Except the president of the United States doesn't have the luxury of making throwaway comments without making a significant political impact. While still campaigning in October, Trump said during an event with the Republican Hindu Coalition that he planned for the United States and India to "be best friends" under his leadership, a statement with hefty political implications considering that Pakistan and India are constantly feuding arch rivals.

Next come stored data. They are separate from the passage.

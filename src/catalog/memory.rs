// Copyright (c) 2024-2025 Jesse Morgan / Morgan Forge
// SPDX-License-Identifier: AGPL-3.0-or-later

//! Catalog held in memory, loaded from a JSON file.
//!
//! ```json
//! { "videos": [ { "id": 1, "category_id": 1, "title": "1 - Start.mp4",
//!                 "remote_ref": "/kids/1 - Start.mp4", "size_bytes": 1048576 } ] }
//! ```

use std::collections::BTreeMap;
use std::fs;
use std::path::Path;

use anyhow::{Context, Result};
use async_trait::async_trait;
use serde::{Deserialize, Serialize};

use super::{next_after, sort_playlist, Catalog};
use crate::types::{VideoDescriptor, VideoId};

#[derive(Debug, Default, Serialize, Deserialize)]
struct CatalogFile {
    #[serde(default)]
    videos: Vec<VideoDescriptor>,
}

/// Immutable catalog keyed by video id.
#[derive(Debug, Default, Clone)]
pub struct MemoryCatalog {
    videos: BTreeMap<VideoId, VideoDescriptor>,
}

impl MemoryCatalog {
    pub fn from_videos(videos: impl IntoIterator<Item = VideoDescriptor>) -> Self {
        Self {
            videos: videos.into_iter().map(|v| (v.id, v)).collect(),
        }
    }

    /// Load from `path`. A missing file yields an empty catalog.
    pub fn load(path: &Path) -> Result<Self> {
        if !path.exists() {
            tracing::warn!("Catalog file {:?} not found, starting empty", path);
            return Ok(Self::default());
        }
        let content = fs::read_to_string(path)
            .with_context(|| format!("Failed to read catalog file: {:?}", path))?;
        let file: CatalogFile = serde_json::from_str(&content)
            .with_context(|| format!("Failed to parse catalog file: {:?}", path))?;
        tracing::info!("Loaded {} videos from catalog", file.videos.len());
        Ok(Self::from_videos(file.videos))
    }

    pub fn len(&self) -> usize {
        self.videos.len()
    }

    pub fn is_empty(&self) -> bool {
        self.videos.is_empty()
    }

    /// Videos of one category in playlist order.
    pub fn playlist(&self, category_id: u64) -> Vec<VideoDescriptor> {
        let mut videos: Vec<VideoDescriptor> = self
            .videos
            .values()
            .filter(|v| v.category_id == category_id)
            .cloned()
            .collect();
        sort_playlist(&mut videos);
        videos
    }
}

#[async_trait]
impl Catalog for MemoryCatalog {
    async fn video(&self, id: VideoId) -> Result<Option<VideoDescriptor>> {
        Ok(self.videos.get(&id).cloned())
    }

    async fn next_in_playlist(&self, id: VideoId) -> Result<Option<VideoDescriptor>> {
        let Some(current) = self.videos.get(&id) else {
            return Ok(None);
        };
        Ok(next_after(current, self.videos.values()).cloned())
    }
}
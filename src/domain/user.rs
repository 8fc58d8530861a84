use std::fmt;

use serde::{Deserialize, Serialize};

/// Remaining session validity is an integer count of whole units.
/// The unit itself travels with the record (see [`ExpiryUnit`]), so a bare
/// number never crosses a module boundary without its meaning.
pub type Units = i64;

#[derive(Debug, Clone, Copy, PartialEq, Eq, Hash, Serialize, Deserialize)]
#[serde(rename_all = "lowercase")]
pub enum ExpiryUnit {
    Seconds,
    Minutes,
}

impl ExpiryUnit {
    pub fn as_str(&self) -> &'static str {
        match self {
            ExpiryUnit::Seconds => "seconds",
            ExpiryUnit::Minutes => "minutes",
        }
    }

    pub fn from_str(s: &str) -> Option<Self> {
        match s.to_lowercase().as_str() {
            "seconds" => Some(ExpiryUnit::Seconds),
            "minutes" => Some(ExpiryUnit::Minutes),
            _ => None,
        }
    }
}

impl fmt::Display for ExpiryUnit {
    fn fmt(&self, f: &mut fmt::Formatter<'_>) -> fmt::Result {
        write!(f, "{}", self.as_str())
    }
}

/// A user identity/session record. Records are immutable - the only way to
/// obtain one is [`UserRecord::new`], which validates its inputs, and no
/// operation mutates a record after construction.
#[derive(Debug, Clone, PartialEq, Eq, Serialize, Deserialize)]
pub struct UserRecord {
    /// Opaque identifier (e.g. a wallet address)
    pub address: String,
    /// Remaining validity, expressed in `unit`
    pub expiry: Units,
    /// Unit `expiry` is expressed in; callers must declare it explicitly
    pub unit: ExpiryUnit,
}

impl UserRecord {
    pub fn new(
        address: impl Into<String>,
        expiry: Units,
        unit: ExpiryUnit,
    ) -> Result<Self, UserRecordError> {
        let address = address.into();
        if address.is_empty() {
            return Err(UserRecordError::EmptyAddress);
        }
        if expiry < 0 {
            return Err(UserRecordError::NegativeExpiry(expiry));
        }
        Ok(Self {
            address,
            expiry,
            unit,
        })
    }
}

impl fmt::Display for UserRecord {
    fn fmt(&self, f: &mut fmt::Formatter<'_>) -> fmt::Result {
        write!(f, "User {} at {} {}.", self.address, self.expiry, self.unit)
    }
}

#[derive(Debug, Clone, PartialEq, Eq)]
pub enum UserRecordError {
    EmptyAddress,
    NegativeExpiry(Units),
}

impl fmt::Display for UserRecordError {
    fn fmt(&self, f: &mut fmt::Formatter<'_>) -> fmt::Result {
        match self {
            UserRecordError::EmptyAddress => write!(f, "address must not be empty"),
            UserRecordError::NegativeExpiry(expiry) => {
                write!(f, "expiry must be non-negative, got {}", expiry)
            }
        }
    }
}

impl std::error::Error for UserRecordError {}
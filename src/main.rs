use anyhow::Result;
use clap::Parser;
use vigilo::cli::Cli;

fn main() -> Result<()> {
    let cli = Cli::parse();
    cli.run()
}
mod common;

use anyhow::Result;
use common::{test_service, SAMPLE_ADDRESS};
use serde_json::Value;
use vigilo::domain::ExpiryUnit;
use vigilo::io::{write_balance_csv, write_garden_csv, write_json, write_user_csv};

#[test]
fn test_user_report_csv() -> Result<()> {
    let service = test_service();
    let report = service.check_user(SAMPLE_ADDRESS, 2700, ExpiryUnit::Seconds)?;

    let mut buf = Vec::new();
    write_user_csv(&mut buf, &report)?;
    let csv = String::from_utf8(buf)?;

    assert!(csv.starts_with("address,expiry,unit,status"));
    assert!(csv.contains(SAMPLE_ADDRESS));
    assert!(csv.contains("2700"));
    assert!(csv.contains("seconds"));
    assert!(csv.contains("healthy"));

    Ok(())
}

#[test]
fn test_balance_csv() -> Result<()> {
    let service = test_service();
    let balance = service.check_balance(10, 5, 15)?;

    let mut buf = Vec::new();
    write_balance_csv(&mut buf, &balance)?;
    let csv = String::from_utf8(buf)?;

    assert_eq!(csv, "confirmed,unconfirmed,total\n10,5,15\n");

    Ok(())
}

#[test]
fn test_garden_csv() -> Result<()> {
    let service = test_service();
    let garden = service.build_garden("Rose", 3, SAMPLE_ADDRESS, 500, ExpiryUnit::Seconds)?;

    let mut buf = Vec::new();
    write_garden_csv(&mut buf, &garden)?;
    let csv = String::from_utf8(buf)?;

    assert_eq!(csv, "name,age,status\nRose,3,expiring\n");

    Ok(())
}

#[test]
fn test_user_report_json() -> Result<()> {
    let service = test_service();
    let report = service.check_user(SAMPLE_ADDRESS, 500, ExpiryUnit::Minutes)?;

    let mut buf = Vec::new();
    write_json(&mut buf, &report)?;
    let value: Value = serde_json::from_slice(&buf)?;

    assert_eq!(value["user"]["address"], SAMPLE_ADDRESS);
    assert_eq!(value["user"]["expiry"], 500);
    assert_eq!(value["user"]["unit"], "minutes");
    assert_eq!(value["status"], "expiring");

    Ok(())
}

#[test]
fn test_balance_json() -> Result<()> {
    let service = test_service();
    let balance = service.check_balance(10, 5, 15)?;

    let mut buf = Vec::new();
    write_json(&mut buf, &balance)?;
    let value: Value = serde_json::from_slice(&buf)?;

    assert_eq!(value["confirmed"], 10);
    assert_eq!(value["unconfirmed"], 5);
    assert_eq!(value["total"], 15);

    Ok(())
}
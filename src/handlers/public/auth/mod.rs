// handlers/public/auth/mod.rs - token acquisition endpoints

pub mod login; // POST /api/auth/login - authenticate and get JWT
pub mod register; // POST /api/auth/register - create new account

pub use login::login;
pub use register::register;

Just before that appearance, though, Trump told the Hindustan Times that he would "love to be the mediator or arbitrator" to help repair this relationship. It's hard to foresee what effect the president-elect's praise for Sharif will have on his diplomatic ties with each of the nations, however. And there was a lot of praise in the phone call, according to the word-for-word transcript:
(According to The Washington Post, Sharif's reputation in his country is less glowing than Trump's compliments indicate, as allegations of corruption mar his office and there's an ongoing investigation there about potential conflicts of interest.)
It's no surprise that the phone call between Trump and Pakistan's prime minister has people talking. And it certainly poses more questions than it answers about how Trump will govern.